II.3. Détermination de la cible et guidage

Un des points les plus cruciaux pour la bonne conduite d’une expérimentation utilisant la TMS est la localisation de la cible de la stimulation. Si certaines études, ciblant en particulier le cortex moteur, disposent d’un moyen direct de déterminer la position de la bobine sur la zone souhaitée, en enregistrant les potentiels évoqués moteurs ou en repérant directement les contractions motrices générées par une impulsion TMS, les travaux s’intéressant à des fonctions cognitives de plus haut niveau comme le langage requièrent généralement un système de neuronavigation stéréotaxique. Ce type de système est composé d’un ensemble de capteurs réfléchissants, disposés en particulier sur la bobine TMS et autour du scalp du sujet, et d’une caméra infrarouge reliée à un ordinateur.
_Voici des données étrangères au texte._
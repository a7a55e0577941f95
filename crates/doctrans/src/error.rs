#[derive(thiserror::Error, Debug, serde::Deserialize, serde::Serialize)]
#[allow(clippy::enum_variant_names)]
pub enum Error {
    #[error("Generic {0}")]
    Generic(String),

    /// The input could not be opened or parsed. Nothing was written.
    #[error("Cannot read document: {0}")]
    DocumentRead(String),

    /// The output could not be persisted. No partial file is left behind.
    #[error("Cannot write document: {0}")]
    DocumentWrite(String),
}

impl From<pdf::PdfError> for Error {
    fn from(err: pdf::PdfError) -> Self {
        match err {
            pdf::PdfError::Read(_) | pdf::PdfError::Encrypted => Error::DocumentRead(err.to_string()),
            pdf::PdfError::Write(_) | pdf::PdfError::Io(_) => Error::DocumentWrite(err.to_string()),
            pdf::PdfError::Insertion(_) => Error::Generic(err.to_string()),
        }
    }
}
//! Positioned-layout data model shared by extraction, reconstruction and
//! document building.
//!
//! All coordinates are in the source document's native space (PDF user
//! space, origin at the bottom-left corner of the page).

use serde::{Deserialize, Serialize};

/// Font used when a span carries no usable font name.
pub const DEFAULT_FONT_NAME: &str = "Helvetica";

/// Font size used when a span carries no usable size.
pub const DEFAULT_FONT_SIZE: f32 = 12.0;

/// Page size used when the source page has no MediaBox (A4 in points).
pub const DEFAULT_PAGE_SIZE: (f32, f32) = (595.0, 842.0);

/// Axis-aligned rectangle `(x0, y0, x1, y1)` with `x0 <= x1` and `y0 <= y1`.
#[derive(Debug, Clone, Copy, PartialEq, Serialize, Deserialize)]
pub struct BBox {
    pub x0: f32,
    pub y0: f32,
    pub x1: f32,
    pub y1: f32,
}

impl BBox {
    /// Build a box from two corners, normalising swapped coordinates.
    pub fn new(x0: f32, y0: f32, x1: f32, y1: f32) -> Self {
        BBox {
            x0: x0.min(x1),
            y0: y0.min(y1),
            x1: x0.max(x1),
            y1: y0.max(y1),
        }
    }

    /// Smallest box containing every point.  Returns `None` for no points.
    pub fn from_points(points: &[(f32, f32)]) -> Option<Self> {
        let (first, rest) = points.split_first()?;
        let mut bbox = BBox::new(first.0, first.1, first.0, first.1);
        for &(x, y) in rest {
            bbox.x0 = bbox.x0.min(x);
            bbox.y0 = bbox.y0.min(y);
            bbox.x1 = bbox.x1.max(x);
            bbox.y1 = bbox.y1.max(y);
        }
        Some(bbox)
    }

    pub fn width(&self) -> f32 {
        self.x1 - self.x0
    }

    pub fn height(&self) -> f32 {
        self.y1 - self.y0
    }

    pub fn is_finite(&self) -> bool {
        self.x0.is_finite() && self.y0.is_finite() && self.x1.is_finite() && self.y1.is_finite()
    }
}

/// One contiguous run of same-styled text on a page.
///
/// `(bbox.x0, bbox.y0)` is the baseline origin the run was drawn at.
#[derive(Debug, Clone, PartialEq, Serialize, Deserialize)]
pub struct TextSpan {
    pub text: String,
    pub font_name: String,
    pub font_size: f32,
    pub bbox: BBox,
    pub page_index: usize,
}

impl TextSpan {
    /// Create a span, substituting the default font and size when the
    /// source does not provide usable values.
    pub fn new(
        text: impl Into<String>,
        font_name: impl Into<String>,
        font_size: f32,
        bbox: BBox,
        page_index: usize,
    ) -> Self {
        let font_name = font_name.into();
        let font_name = if font_name.trim().is_empty() {
            DEFAULT_FONT_NAME.to_string()
        } else {
            font_name
        };
        let font_size = if font_size.is_finite() && font_size > 0.0 {
            font_size
        } else {
            DEFAULT_FONT_SIZE
        };
        TextSpan {
            text: text.into(),
            font_name,
            font_size,
            bbox,
            page_index,
        }
    }
}

/// All spans of one page, in document order.
///
/// The page's MediaBox is `origin` plus `width` by `height`; span boxes
/// live in the same space, so a box that does not start at `(0, 0)` must
/// be written back unchanged.
#[derive(Debug, Clone, PartialEq, Serialize, Deserialize)]
pub struct Page {
    pub index: usize,
    pub width: f32,
    pub height: f32,
    /// Lower-left corner of the MediaBox.
    #[serde(default)]
    pub origin: (f32, f32),
    /// Clockwise display rotation in degrees: 0, 90, 180 or 270.
    #[serde(default)]
    pub rotation: i32,
    pub spans: Vec<TextSpan>,
}

impl Page {
    /// An empty page of the default size.
    pub fn empty(index: usize) -> Self {
        Page {
            index,
            width: DEFAULT_PAGE_SIZE.0,
            height: DEFAULT_PAGE_SIZE.1,
            origin: (0.0, 0.0),
            rotation: 0,
            spans: Vec::new(),
        }
    }

    pub fn media_box(&self) -> BBox {
        let (x, y) = self.origin;
        BBox::new(x, y, x + self.width, y + self.height)
    }
}

/// Reduce a `/Rotate` value to 0, 90, 180 or 270.  Values that are not a
/// multiple of 90 are invalid and read as 0.
pub fn normalize_rotation(degrees: i64) -> i32 {
    if degrees % 90 != 0 {
        return 0;
    }
    degrees.rem_euclid(360) as i32
}

/// Colour model of uncompressed 8-bit pixel data.
#[derive(Debug, Clone, Copy, PartialEq, Eq, Serialize, Deserialize)]
pub enum RawColor {
    Gray,
    Rgb,
    Cmyk,
}

impl RawColor {
    pub fn channels(&self) -> u8 {
        match self {
            RawColor::Gray => 1,
            RawColor::Rgb => 3,
            RawColor::Cmyk => 4,
        }
    }

    pub fn from_channels(channels: i64) -> Option<Self> {
        match channels {
            1 => Some(RawColor::Gray),
            3 => Some(RawColor::Rgb),
            4 => Some(RawColor::Cmyk),
            _ => None,
        }
    }
}

/// How the bytes of an [`ImageAsset`] are encoded.
#[derive(Debug, Clone, Copy, PartialEq, Eq, Serialize, Deserialize)]
pub enum ImageKind {
    /// Baseline JPEG stream with the given number of colour components.
    Jpeg { components: u8 },
    /// JPEG 2000 codestream (self-describing colour).
    Jpeg2000,
    /// Uncompressed rows, 8 bits per component.
    Raw { color: RawColor },
}

#[derive(Debug, Clone, Copy, PartialEq, Eq, Serialize, Deserialize)]
pub struct ImageEncoding {
    pub width: u32,
    pub height: u32,
    pub kind: ImageKind,
}

impl ImageEncoding {
    /// Byte count a `Raw` image must have.  `None` for encoded kinds.
    pub fn expected_raw_len(&self) -> Option<usize> {
        match self.kind {
            ImageKind::Raw { color } => {
                Some(self.width as usize * self.height as usize * color.channels() as usize)
            }
            _ => None,
        }
    }
}

/// One embedded raster image and where it was painted.
#[derive(Debug, Clone, PartialEq, Serialize, Deserialize)]
pub struct ImageAsset {
    pub page_index: usize,
    #[serde(skip)]
    pub bytes: Vec<u8>,
    pub placement: BBox,
    pub encoding: ImageEncoding,
}
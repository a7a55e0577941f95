//! Font text decoding and WinAnsi encoding.
//!
//! Decoding follows the usual precedence for text extraction: a font's
//! ToUnicode CMap wins, then its `/Encoding` (a base encoding name, or a
//! dictionary with `/Differences`), then the font type's default.
//! lopdf supplies the CMap parser and the one-byte tables.

use std::collections::HashMap;
use std::sync::OnceLock;

use lopdf::{Dictionary, Document, Encoding, Object};

use crate::glyphs::glyph_to_char;

/// Names of the one-byte base encodings lopdf ships tables for.
const BASE_ENCODINGS: [&[u8]; 5] = [
    b"StandardEncoding",
    b"MacRomanEncoding",
    b"MacExpertEncoding",
    b"WinAnsiEncoding",
    b"PDFDocEncoding",
];

type ByteTable = [Option<char>; 256];

/// How the string bytes of one font turn into text.
pub enum FontDecoder {
    /// A parsed ToUnicode CMap.
    Cmap(Encoding<'static>),
    /// One character per byte.
    Table(Box<ByteTable>),
    /// Two-byte codes read as UTF-16BE (Identity fonts without a CMap).
    Utf16,
    /// Encoding we cannot interpret.
    Raw,
}

impl std::fmt::Debug for FontDecoder {
    fn fmt(&self, f: &mut std::fmt::Formatter<'_>) -> std::fmt::Result {
        match self {
            Self::Cmap(_) => f.write_str("Cmap"),
            Self::Table(_) => f.write_str("Table"),
            Self::Utf16 => f.write_str("Utf16"),
            Self::Raw => f.write_str("Raw"),
        }
    }
}

impl FontDecoder {
    /// Pick the decoder for a font dictionary of `doc`.
    pub fn from_font(doc: &Document, font: &Dictionary) -> Self {
        if let Some(cmap) = to_unicode(doc, font) {
            return cmap;
        }

        let encoding = font.get(b"Encoding").ok().map(|o| deref(doc, o));
        match encoding {
            Some(Object::Name(name)) => Self::from_name(name),
            Some(Object::Dictionary(dict)) => Self::Table(Box::new(differences(doc, dict))),
            _ if is_type0(font) => Self::Utf16,
            _ => Self::Table(Box::new(base_table(b"StandardEncoding"))),
        }
    }

    fn from_name(name: &[u8]) -> Self {
        if BASE_ENCODINGS.contains(&name) {
            return Self::Table(Box::new(base_table(name)));
        }
        match name {
            b"Identity-H" | b"Identity-V" => Self::Utf16,
            _ if name.ends_with(b"UCS2-H") || name.ends_with(b"UTF16-H") => Self::Utf16,
            _ => {
                log::debug!("unsupported font encoding {}", String::from_utf8_lossy(name));
                Self::Raw
            }
        }
    }

    pub fn decode(&self, bytes: &[u8]) -> String {
        match self {
            Self::Cmap(encoding) => {
                Document::decode_text(encoding, bytes).unwrap_or_else(|_| decode_text_simple(bytes))
            }
            Self::Table(table) => bytes.iter().filter_map(|&b| table[b as usize]).collect(),
            Self::Utf16 => decode_utf16(bytes),
            Self::Raw => decode_text_simple(bytes),
        }
    }
}

fn deref<'a>(doc: &'a Document, obj: &'a Object) -> &'a Object {
    doc.dereference(obj).map(|(_, o)| o).unwrap_or(obj)
}

fn is_type0(font: &Dictionary) -> bool {
    font.get(b"Subtype")
        .and_then(Object::as_name)
        .is_ok_and(|n| n == b"Type0")
}

/// A font dictionary holding only the entries lopdf looks at.
fn font_shim(encoding: &[u8]) -> Dictionary {
    let mut dict = Dictionary::new();
    dict.set("Type", Object::Name(b"Font".to_vec()));
    dict.set("Encoding", Object::Name(encoding.to_vec()));
    dict
}

fn to_unicode(doc: &Document, font: &Dictionary) -> Option<FontDecoder> {
    let cmap = font.get(b"ToUnicode").ok()?;
    let mut shim = font_shim(b"Identity-H");
    shim.set("ToUnicode", cmap.clone());

    match shim.get_font_encoding(doc) {
        Ok(Encoding::UnicodeMapEncoding(map)) => Some(FontDecoder::Cmap(Encoding::UnicodeMapEncoding(map))),
        Ok(_) => None,
        Err(err) => {
            log::debug!("ignoring unreadable ToUnicode CMap: {err}");
            None
        }
    }
}

/// Materialise one of lopdf's one-byte encodings.
fn base_table(name: &[u8]) -> ByteTable {
    let mut table = [None; 256];
    let shim = font_shim(name);
    let Ok(encoding) = shim.get_font_encoding(&Document::new()) else {
        return table;
    };
    for (byte, slot) in table.iter_mut().enumerate() {
        *slot = Document::decode_text(&encoding, &[byte as u8])
            .ok()
            .and_then(|s| s.chars().next());
    }
    table
}

/// Apply an encoding dictionary: `/BaseEncoding` then `/Differences`.
fn differences(doc: &Document, dict: &Dictionary) -> ByteTable {
    let base = dict
        .get(b"BaseEncoding")
        .and_then(Object::as_name)
        .ok()
        .filter(|n| BASE_ENCODINGS.contains(n))
        .unwrap_or(&b"StandardEncoding"[..]);
    let mut table = base_table(base);

    let Some(entries) = dict
        .get(b"Differences")
        .ok()
        .and_then(|o| deref(doc, o).as_array().ok())
    else {
        return table;
    };

    let mut code: usize = 0;
    for entry in entries {
        match deref(doc, entry) {
            Object::Integer(start) => code = (*start).clamp(0, 256) as usize,
            Object::Name(glyph) => {
                if let Some(slot) = table.get_mut(code) {
                    *slot = glyph_to_char(&String::from_utf8_lossy(glyph));
                }
                code += 1;
            }
            _ => {}
        }
    }
    table
}

fn decode_utf16(bytes: &[u8]) -> String {
    if bytes.is_empty() || bytes.len() % 2 != 0 {
        return decode_text_simple(bytes);
    }
    let code_units: Vec<u16> = bytes
        .chunks_exact(2)
        .map(|c| u16::from_be_bytes([c[0], c[1]]))
        .collect();
    let decoded = String::from_utf16_lossy(&code_units);
    if decoded.chars().all(|c| c == '\u{FFFD}' || c == '\0') {
        decode_text_simple(bytes)
    } else {
        decoded
    }
}

/// Best-effort decoding of raw PDF string bytes into a Rust `String`.
///
/// UTF-16BE with a BOM first, then UTF-8, then Latin-1 as a last resort.
pub fn decode_text_simple(bytes: &[u8]) -> String {
    if bytes.len() >= 2 && bytes[0] == 0xFE && bytes[1] == 0xFF {
        let code_units: Vec<u16> = bytes[2..]
            .chunks_exact(2)
            .map(|c| u16::from_be_bytes([c[0], c[1]]))
            .collect();
        return String::from_utf16_lossy(&code_units);
    }

    if let Ok(s) = std::str::from_utf8(bytes) {
        return s.to_string();
    }

    bytes.iter().map(|&b| b as char).collect()
}

fn win_ansi_codes() -> &'static HashMap<char, u8> {
    static CODES: OnceLock<HashMap<char, u8>> = OnceLock::new();
    CODES.get_or_init(|| {
        let mut codes = HashMap::new();
        for (byte, c) in base_table(b"WinAnsiEncoding").iter().enumerate() {
            if let Some(c) = c {
                codes.entry(*c).or_insert(byte as u8);
            }
        }
        // Unassigned bytes decode as bullets too; 0x95 is the real one.
        codes.insert('\u{2022}', 0x95);
        codes
    })
}

/// Encode `text` as WinAnsi for the standard 14 fonts.  Any whitespace
/// becomes a plain space.
///
/// Returns the first character that has no WinAnsi code.
pub fn encode_win_ansi(text: &str) -> Result<Vec<u8>, char> {
    let codes = win_ansi_codes();
    text.chars()
        .map(|c| {
            if c.is_whitespace() {
                Ok(b' ')
            } else {
                codes.get(&c).copied().ok_or(c)
            }
        })
        .collect()
}

#[cfg(test)]
mod tests {
    use super::*;
    use lopdf::Stream;

    fn font(entries: Vec<(&str, Object)>) -> Dictionary {
        let mut dict = Dictionary::new();
        dict.set("Type", Object::Name(b"Font".to_vec()));
        for (key, value) in entries {
            dict.set(key, value);
        }
        dict
    }

    fn name(n: &str) -> Object {
        Object::Name(n.as_bytes().to_vec())
    }

    const CMAP: &[u8] = b"/CIDInit /ProcSet findresource begin
12 dict begin
begincmap
/CIDSystemInfo
<< /Registry (Adobe)
/Ordering (UCS)
/Supplement 0
>> def
/CMapName /Adobe-Identity-UCS def
/CMapType 2 def
1 begincodespacerange
<0000> <FFFF>
endcodespacerange
2 beginbfchar
<0003> <0048>
<0004> <0069>
endbfchar
endcmap
CMapName currentdict /CMap defineresource pop
end
end";

    #[test]
    fn test_to_unicode_cmap() {
        let mut doc = Document::with_version("1.7");
        let cmap_id = doc.add_object(Stream::new(Dictionary::new(), CMAP.to_vec()));
        let f = font(vec![
            ("Subtype", name("Type0")),
            ("Encoding", name("Identity-H")),
            ("ToUnicode", Object::Reference(cmap_id)),
        ]);

        let decoder = FontDecoder::from_font(&doc, &f);
        assert!(matches!(decoder, FontDecoder::Cmap(_)));
        assert_eq!(decoder.decode(&[0x00, 0x03, 0x00, 0x04]), "Hi");
    }

    #[test]
    fn test_to_unicode_wins_over_encoding_name() {
        let mut doc = Document::with_version("1.7");
        let cmap_id = doc.add_object(Stream::new(Dictionary::new(), CMAP.to_vec()));
        let f = font(vec![
            ("Subtype", name("TrueType")),
            ("Encoding", name("WinAnsiEncoding")),
            ("ToUnicode", Object::Reference(cmap_id)),
        ]);

        assert_eq!(FontDecoder::from_font(&doc, &f).decode(&[0x00, 0x03]), "H");
    }

    #[test]
    fn test_unreadable_cmap_uses_encoding() {
        let mut doc = Document::with_version("1.7");
        let cmap_id = doc.add_object(Stream::new(Dictionary::new(), b"garbage".to_vec()));
        let f = font(vec![
            ("Encoding", name("WinAnsiEncoding")),
            ("ToUnicode", Object::Reference(cmap_id)),
        ]);

        assert_eq!(FontDecoder::from_font(&doc, &f).decode(b"Caf\xE9"), "Caf\u{00E9}");
    }

    #[test]
    fn test_differences() {
        let doc = Document::with_version("1.7");
        let mut encoding = Dictionary::new();
        encoding.set(
            "Differences",
            Object::Array(vec![Object::Integer(1), name("H"), name("i")]),
        );
        let f = font(vec![
            ("Subtype", name("Type1")),
            ("Encoding", Object::Dictionary(encoding)),
        ]);

        let decoder = FontDecoder::from_font(&doc, &f);
        assert_eq!(decoder.decode(&[0x01, 0x02]), "Hi");
        assert_eq!(decoder.decode(b"ok"), "ok");
    }

    #[test]
    fn test_differences_over_base_encoding() {
        let mut doc = Document::with_version("1.7");
        let mut encoding = Dictionary::new();
        encoding.set("BaseEncoding", name("WinAnsiEncoding"));
        encoding.set(
            "Differences",
            Object::Array(vec![Object::Integer(0x41), name("eacute"), name("uni0394")]),
        );
        let encoding_id = doc.add_object(Object::Dictionary(encoding));
        let f = font(vec![("Encoding", Object::Reference(encoding_id))]);

        let decoder = FontDecoder::from_font(&doc, &f);
        assert_eq!(decoder.decode(b"ABC\x93"), "\u{00E9}\u{0394}C\u{201C}");
    }

    #[test]
    fn test_win_ansi_font() {
        let doc = Document::with_version("1.7");
        let f = font(vec![("Encoding", name("WinAnsiEncoding"))]);
        // 0x93/0x94 are curly quotes in WinAnsi, C1 controls in Latin-1.
        assert_eq!(
            FontDecoder::from_font(&doc, &f).decode(&[0x93, b'h', b'i', 0x94]),
            "\u{201C}hi\u{201D}"
        );
    }

    #[test]
    fn test_identity_without_cmap() {
        let doc = Document::with_version("1.7");
        let f = font(vec![("Subtype", name("Type0")), ("Encoding", name("Identity-H"))]);
        assert_eq!(FontDecoder::from_font(&doc, &f).decode(&[0x00, 0x48, 0x00, 0x69]), "Hi");
    }

    #[test]
    fn test_missing_encoding_is_standard() {
        let doc = Document::with_version("1.7");
        let f = font(vec![("Subtype", name("Type1"))]);
        assert_eq!(FontDecoder::from_font(&doc, &f).decode(b"It's"), "It\u{2019}s");
    }

    #[test]
    fn test_unknown_encoding_is_raw() {
        let doc = Document::with_version("1.7");
        let f = font(vec![("Encoding", name("Custom-Thing"))]);
        assert_eq!(FontDecoder::from_font(&doc, &f).decode(b"abc"), "abc");
    }

    #[test]
    fn test_decode_text_simple() {
        assert_eq!(decode_text_simple("caf\u{00E9}".as_bytes()), "caf\u{00E9}");
        assert_eq!(decode_text_simple(&[0x63, 0x61, 0x66, 0xE9]), "caf\u{00E9}");
        assert_eq!(decode_text_simple(&[0xFE, 0xFF, 0x00, 0x41, 0x00, 0xE9, 0x00]), "A\u{00E9}");
    }

    #[test]
    fn test_encode_ascii_and_latin1() {
        assert_eq!(encode_win_ansi("Adiós").unwrap(), b"Adi\xF3s".to_vec());
    }

    #[test]
    fn test_encode_high_range() {
        let bytes = encode_win_ansi("\u{20AC}5 \u{2014} \u{201C}ok\u{201D}").unwrap();
        assert_eq!(bytes, b"\x805 \x97 \x93ok\x94".to_vec());
        assert_eq!(encode_win_ansi("\u{2022}").unwrap(), vec![0x95]);
    }

    #[test]
    fn test_whitespace_becomes_space() {
        assert_eq!(encode_win_ansi("a\tb\nc").unwrap(), b"a b c".to_vec());
    }

    #[test]
    fn test_unencodable() {
        assert_eq!(encode_win_ansi("日本"), Err('日'));
        assert_eq!(encode_win_ansi("ok \u{0394}"), Err('\u{0394}'));
    }
}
Une image anatomique 3D du participant acquise lors d’un examen d’IRM (incluant le cerveau et la surface du scalp) peut ainsi être visualisée sur l’écran de l’ordinateur et ainsi guider le positionnement de la bobine sur le scalp avec une grande précision. L’anatomie du cortex cérébral peut ainsi être utilisée pour localiser la cible souhaitée ; frontières anatomiques (gyrus, sillons), aires de Brodmann, coordonnées de Talairach, etc. Pourtant cette stratégie, efficace dans bien des cas, présente certaines limites. Toutes les aires fonctionnelles ne correspondent pas à des marqueurs anatomiques précis et d’importantes variations anatomiques interindividuelles peuvent exister (e.g. Rademacher et al., 2001), c’est pourquoi le guidage utilisant des données d’IRM fonctionnelle est souvent la solution la plus fiable et efficace (Sack et al., 2009; Sparing, Buelte, Meister, Paus, & Fink, 2008). En effet, cette méthode permet de définir la cible de la stimulation au niveau individuel en fonction d’une activation liée à un processus cognitif particulier. Elle permet ainsi de pallier une autre limite importante de l’approche simplement anatomique qu’est la variabilité anatomo-fonctionnelle interindividuelle pour un même processus cognitif.